De entre todas las estrellas que brillan en el cielo, siempre había existido una más brillante y bella que las demás. Todos los planetas y estrellas del cielo la contemplaban con admiración, y se preguntaban cuál sería la importante misión que debía cumplir. Y lo mismo hacía la estrella, consciente de su incomparable belleza.
Las dudas se acabaron cuando un grupo de ángeles fue a buscar a la gran estrella:
– Corre. Ha llegado tu momento, el Señor te llama para encargarte una importante misión. Y ella acudió tan rápido como pudo para enterarse de donde debía indicar el lugar en que ocurriría el suceso más importante de la historia.
La estrella se llenó de orgullo, se vistió con sus mejores brillos, y se dispuso a seguir a los ángeles que le indicarían el lugar.
Brillaba con tal fuerza y belleza, que podía ser vista desde todos los lugares de la tierra, y hasta un grupo de sabios decidió seguirla, sabedores de que debía indicar algo importante.
Durante días la estrella siguió a los ángeles, indicando el camino, ansiosa por descubrir cómo sería el lugar que iba a iluminar. Pero cuando los ángeles se detuvieron, y con gran alegría dijeron “Aquí es”, la estrella no lo podía creer. No había ni palacios, ni castillos, ni mansiones, ni oro ni joyas. Sólo un pequeño establo medio abandonado, sucio y maloliente.
– ¡Ah, no! ¡Eso no! ¡Yo no puedo desperdiciar mi brillo y mi belleza alumbrando un lugar como éste! ¡Yo nací para algo más grande!
Y aunque los ángeles trataron de calmarla, la furia de la estrella creció y creció, y llegó a juntar tanta soberbia y orgullo en su interior, que comenzó a arder. Y así se consumió en sí misma, desapareciendo.
¡Menudo problema! Tan sólo faltaban unos días para el gran momento, y se habían quedado sin estrella. Los ángeles, presa del pánico, corrieron al Cielo a contar a Dios lo que había ocurrido.
Éste, después de meditar durante un momento, les dijo:
– Buscad y llamad entonces a la más pequeña, a la más humilde y alegre de todas las estrellas que encontréis.

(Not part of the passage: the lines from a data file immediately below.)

//! Decides whether a recurrence pattern produces an instance on a date.
//!
//! All offsets are computed on `NaiveDate`, so daylight-saving transitions
//! never shift a day boundary.

use almanac_core::types::RecurrenceKind;
use almanac_core::util::date::parse_calendar_date;
use chrono::{Datelike, NaiveDate};

use super::index::DeviationIndex;
use crate::error::{CalendarError, CalendarResult};
use crate::model::{BaseEvent, RecurrenceRule};

/// ## Summary
/// Checks whether `event` has a live instance on `date`.
///
/// Evaluated in order: series deletion, cancellation by an anchored
/// deviation, dates before the series start, then the pattern itself.
/// The rule's `until` bound is not consulted here; the materializer already
/// stops its walk there.
#[must_use]
pub fn should_occur_on(event: &BaseEvent, date: NaiveDate, anchored: &DeviationIndex<'_>) -> bool {
    if event.deleted {
        return false;
    }
    if anchored.is_cancelled(date) {
        return false;
    }
    let start = event.start_date();
    if date < start {
        return false;
    }
    matches_pattern(&event.recurrence, start, date)
}

/// ## Summary
/// Checks whether the pattern alone produces `date`, ignoring every deviation.
///
/// Used to find deviations anchored to dates an edited rule no longer
/// produces. Unlike [`should_occur_on`] this honours `until`.
#[must_use]
pub fn would_occur_on(event: &BaseEvent, date: NaiveDate) -> bool {
    if event.deleted || !event.is_recurring() {
        return false;
    }
    if event.recurrence.until.is_some_and(|until| date > until) {
        return false;
    }
    let start = event.start_date();
    if date < start {
        return false;
    }
    matches_pattern(&event.recurrence, start, date)
}

/// ## Summary
/// [`would_occur_on`] for a `YYYY-MM-DD` date key.
///
/// ## Errors
/// Returns a validation error if `date` is not a calendar date.
pub fn would_occur_on_str(event: &BaseEvent, date: &str) -> CalendarResult<bool> {
    let date =
        parse_calendar_date(date).map_err(|err| CalendarError::validation(err.to_string()))?;
    Ok(would_occur_on(event, date))
}

fn matches_pattern(rule: &RecurrenceRule, start: NaiveDate, date: NaiveDate) -> bool {
    let interval = i64::from(rule.interval.get());
    let day_offset = (date - start).num_days();
    if day_offset < 0 {
        return false;
    }

    match &rule.kind {
        RecurrenceKind::Daily => day_offset % interval == 0,
        RecurrenceKind::Weekly => {
            let on_weekday = if rule.weekdays.is_empty() {
                date.weekday() == start.weekday()
            } else {
                rule.weekdays.contains(date.weekday())
            };
            on_weekday && (day_offset / 7) % interval == 0
        }
        RecurrenceKind::Monthly => {
            // Months without the start day (Feb 30, Apr 31) are skipped.
            let month_offset = months_between(start, date);
            date.day() == start.day() && month_offset >= 0 && month_offset % interval == 0
        }
        RecurrenceKind::Yearly => {
            let year_offset = i64::from(date.year()) - i64::from(start.year());
            date.month() == start.month()
                && date.day() == start.day()
                && year_offset >= 0
                && year_offset % interval == 0
        }
        RecurrenceKind::None => false,
        RecurrenceKind::Unrecognized(token) => {
            tracing::trace!(kind = %token, "Unrecognized recurrence kind never occurs");
            false
        }
    }
}

/// Calendar months from `start` to `date`, ignoring the day of month.
fn months_between(start: NaiveDate, date: NaiveDate) -> i64 {
    let index = |d: NaiveDate| i64::from(d.year()) * 12 + i64::from(d.month());
    index(date) - index(start)
}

Sorprendidos por el mandato, pero sin dudarlo, porque el Señor solía hacer esas cosas, los ángeles volaron por los cielos en busca de la más diminuta y alegre de las estrellas. Era una estrella pequeñísima, tan pequeña como un granito de arena. Se sabía tan poca cosa, que no daba ninguna importancia a su brillo. Dedicaba todo el tiempo a reír y charlar con sus amigas las estrellas más grandes.
Cuando llegó ante el Señor, este le dijo:
– La estrella más perfecta de la creación, la más maravillosa y brillante, me ha fallado por su soberbia. He pensado que tú, la más humilde y alegre de todas las estrellas, serías la indicada para ocupar su lugar y alumbrar el hecho más importante de la historia: el nacimiento del Hijo de Dios en Belén.
Tanta emoción llenó a nuestra estrellita, y tanta alegría sintió, que ya había llegado a Belén tras los ángeles cuando se dio cuenta de que su brillo era insignificante y que, por más que lo intentara, no era capaz de brillar mucho más que una luciérnaga.
“Claro”, se dijo. “Pero, ¿cómo no lo habré pensado antes de aceptar el encargo? ¡Si soy la estrella más pequeña! Es totalmente imposible que yo pueda hacerlo tan bien como aquella gran estrella brillante… ¡Qué pena! Mira que ir a desaprovechar una ocasión que envidiarían todas las estrellas del mundo…”.
Entonces pensó de nuevo: “Todas las estrellas del mundo”. ¡Seguro que estarían encantadas de participar en algo así! Y sin dudarlo, surcó los cielos con un mensaje para todas sus amigas:
“El 24 de diciembre, a medianoche, quiero compartir con vosotras la mayor gloria que puede haber para una estrella: ¡alumbrar el nacimiento del Hijo de Dios! Os espero en el pueblecito de Belén, junto a un pequeño establo.”
Y efectivamente, ninguna de las estrellas rechazó tan generosa invitación. Y tantas y tantas estrellas se juntaron, que entre todas formaron la Estrella de Navidad más bella que se haya visto nunca, aunque a nuestra estrellita ni siquiera se la distinguía entre tanto brillo. Y encantado por su excelente servicio, y en premio por su humildad y generosidad, Dios convirtió a la pequeña mensajera en una preciosa estrella fugaz, y le dio el don de conceder deseos cada vez que alguien viera su bellísima estela brillar en el cielo.